• _Directions_
State, as a number alone, how many lines of the entries contain the word "Visit".
+++++
//! Plan kind classification
//!
//! The plan token may sit on the selected option itself or on any wrapping
//! region. The ancestor walk is an explicit state machine so that the depth
//! bound is enforced in one place.

use crate::config::MarkerVocabulary;
use crate::events::PlanKind;
use crate::traits::{DomSensor, NodeId, has_token};

#[derive(Debug, Clone, Copy, PartialEq, Eq)]
enum Walk {
    /// Inspect `node`, which is `depth` steps above the selected option
    Visit { node: NodeId, depth: usize },
    /// A plan token was found
    Matched(PlanKind),
    /// Depth budget spent or the chain ended
    Exhausted,
}

/// Plan token carried directly by `node`, if any
fn plan_token(sensor: &dyn DomSensor, node: NodeId, markers: &MarkerVocabulary) -> Option<PlanKind> {
    if has_token(sensor, node, &markers.attribute, &markers.one_time) {
        Some(PlanKind::OneTime)
    } else if has_token(sensor, node, &markers.attribute, &markers.subscription) {
        Some(PlanKind::Subscription)
    } else {
        None
    }
}

/// Classify the plan of `selected`
///
/// Checks `selected` (depth 0) and then its ancestors, up to `max_depth`
/// nodes in total. The nearest plan token wins; none found is
/// [`PlanKind::Unknown`].
pub fn classify_plan(
    sensor: &dyn DomSensor,
    selected: NodeId,
    markers: &MarkerVocabulary,
    max_depth: usize,
) -> PlanKind {
    let mut state = Walk::Visit {
        node: selected,
        depth: 0,
    };

    loop {
        state = match state {
            Walk::Visit { depth, .. } if depth >= max_depth => Walk::Exhausted,
            Walk::Visit { node, depth } => match plan_token(sensor, node, markers) {
                Some(kind) => Walk::Matched(kind),
                None => match sensor.parent(node) {
                    Some(parent) => Walk::Visit {
                        node: parent,
                        depth: depth + 1,
                    },
                    None => Walk::Exhausted,
                },
            },
            Walk::Matched(kind) => return kind,
            Walk::Exhausted => return PlanKind::Unknown,
        };
    }
}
+++++
• _Exercise output_
5